Extract all of the data and reproduce it precisely.

Top of Input material

#[cfg(test)]
mod pipeline_integration_tests {
    use std::collections::HashSet;
    use std::sync::Arc;
    use std::time::Duration;

    use crate::config::SanitizerConfig;
    use crate::export::valid_emails_csv;
    use crate::models::{SanitizationReport, ValidationOptions};
    use crate::sanitizer::EmailSanitizer;
    use crate::validation::disposable::DisposableDomains;
    use crate::validation::dnsmx::{MockMxLookup, MxHost};

    fn sanitizer() -> EmailSanitizer {
        let mut lookup = MockMxLookup::new();
        lookup
            .expect_lookup_mx()
            .returning(|_| Ok(vec![MxHost::new(10, "mx.test")]));

        EmailSanitizer::new(
            Arc::new(lookup),
            DisposableDomains::builtin(),
            SanitizerConfig {
                dns_backoff_base: Duration::ZERO,
                ..SanitizerConfig::default()
            },
        )
    }

    fn messy_batch() -> Vec<String> {
        vec![
            "A@B.com; a@b.com ,C@d.org\nbad-email".to_string(),
            "user@mailinator.com".to_string(),
            "  ".to_string(),
        ]
    }

    #[tokio::test]
    async fn report_partitions_without_overlap_or_loss() {
        let report = sanitizer()
            .sanitize(&messy_batch(), &ValidationOptions::default())
            .await;

        let valid: HashSet<&str> = report.valid_emails.iter().map(String::as_str).collect();
        let invalid: HashSet<&str> = report
            .invalid_emails
            .iter()
            .map(|r| r.email.as_str())
            .collect();

        assert!(valid.is_disjoint(&invalid));
        assert_eq!(
            valid.len() + invalid.len(),
            report.stats.valid + report.stats.invalid
        );
        assert_eq!(
            report.stats.valid + report.stats.invalid,
            report.stats.total - report.stats.duplicates
        );
    }

    #[tokio::test]
    async fn deduplicated_set_has_no_equal_entries() {
        let report = sanitizer()
            .sanitize(&messy_batch(), &ValidationOptions::default())
            .await;

        let mut seen = HashSet::new();
        for email in report
            .valid_emails
            .iter()
            .chain(report.invalid_emails.iter().map(|r| &r.email))
        {
            assert!(seen.insert(email.clone()), "duplicate in report: {}", email);
        }
    }

    #[tokio::test]
    async fn repeated_runs_produce_identical_reports() {
        let first = sanitizer()
            .sanitize(&messy_batch(), &ValidationOptions::default())
            .await;
        let second = sanitizer()
            .sanitize(&messy_batch(), &ValidationOptions::default())
            .await;

        assert_eq!(first, second);
    }

    #[tokio::test]
    async fn report_feeds_straight_into_csv_export() {
        let report = sanitizer()
            .sanitize(&messy_batch(), &ValidationOptions::default())
            .await;

        let csv = valid_emails_csv(&report.valid_emails).unwrap();
        let mut lines = csv.lines();
        assert_eq!(lines.next(), Some("email"));
        assert_eq!(lines.count(), report.valid_emails.len());
    }

    #[test]
    fn report_json_uses_camel_case_field_names() {
        let report = SanitizationReport::empty();
        let json = serde_json::to_value(&report).unwrap();

        assert!(json.get("validEmails").is_some());
        assert!(json.get("invalidEmails").is_some());
        assert!(json.get("stats").is_some());
    }
}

Bottom of Input material

Answer to this problem
#[cfg(test)]
mod pipeline_integration_tests {
    use std::collections::HashSet;
    use std::sync::Arc;
    use std::time::Duration;

    use crate::config::SanitizerConfig;
    use crate::export::valid_emails_csv;
    use crate::models::{SanitizationReport, ValidationOptions};
    use crate::sanitizer::EmailSanitizer;
    use crate::validation::disposable::DisposableDomains;
    use crate::validation::dnsmx::{MockMxLookup, MxHost};

    fn sanitizer() -> EmailSanitizer {
        let mut lookup = MockMxLookup::new();
        lookup
            .expect_lookup_mx()
            .returning(|_| Ok(vec![MxHost::new(10, "mx.test")]));

        EmailSanitizer::new(
            Arc::new(lookup),
            DisposableDomains::builtin(),
            SanitizerConfig {
                dns_backoff_base: Duration::ZERO,
                ..SanitizerConfig::default()
            },
        )
    }

    fn messy_batch() -> Vec<String> {
        vec![
            "A@B.com; a@b.com ,C@d.org\nbad-email".to_string(),
            "user@mailinator.com".to_string(),
            "  ".to_string(),
        ]
    }

    #[tokio::test]
    async fn report_partitions_without_overlap_or_loss() {
        let report = sanitizer()
            .sanitize(&messy_batch(), &ValidationOptions::default())
            .await;

        let valid: HashSet<&str> = report.valid_emails.iter().map(String::as_str).collect();
        let invalid: HashSet<&str> = report
            .invalid_emails
            .iter()
            .map(|r| r.email.as_str())
            .collect();

        assert!(valid.is_disjoint(&invalid));
        assert_eq!(
            valid.len() + invalid.len(),
            report.stats.valid + report.stats.invalid
        );
        assert_eq!(
            report.stats.valid + report.stats.invalid,
            report.stats.total - report.stats.duplicates
        );
    }

    #[tokio::test]
    async fn deduplicated_set_has_no_equal_entries() {
        let report = sanitizer()
            .sanitize(&messy_batch(), &ValidationOptions::default())
            .await;

        let mut seen = HashSet::new();
        for email in report
            .valid_emails
            .iter()
            .chain(report.invalid_emails.iter().map(|r| &r.email))
        {
            assert!(seen.insert(email.clone()), "duplicate in report: {}", email);
        }
    }

    #[tokio::test]
    async fn repeated_runs_produce_identical_reports() {
        let first = sanitizer()
            .sanitize(&messy_batch(), &ValidationOptions::default())
            .await;
        let second = sanitizer()
            .sanitize(&messy_batch(), &ValidationOptions::default())
            .await;

        assert_eq!(first, second);
    }

    #[tokio::test]
    async fn report_feeds_straight_into_csv_export() {
        let report = sanitizer()
            .sanitize(&messy_batch(), &ValidationOptions::default())
            .await;

        let csv = valid_emails_csv(&report.valid_emails).unwrap();
        let mut lines = csv.lines();
        assert_eq!(lines.next(), Some("email"));
        assert_eq!(lines.count(), report.valid_emails.len());
    }

    #[test]
    fn report_json_uses_camel_case_field_names() {
        let report = SanitizationReport::empty();
        let json = serde_json::to_value(&report).unwrap();

        assert!(json.get("validEmails").is_some());
        assert!(json.get("invalidEmails").is_some());
        assert!(json.get("stats").is_some());
    }
}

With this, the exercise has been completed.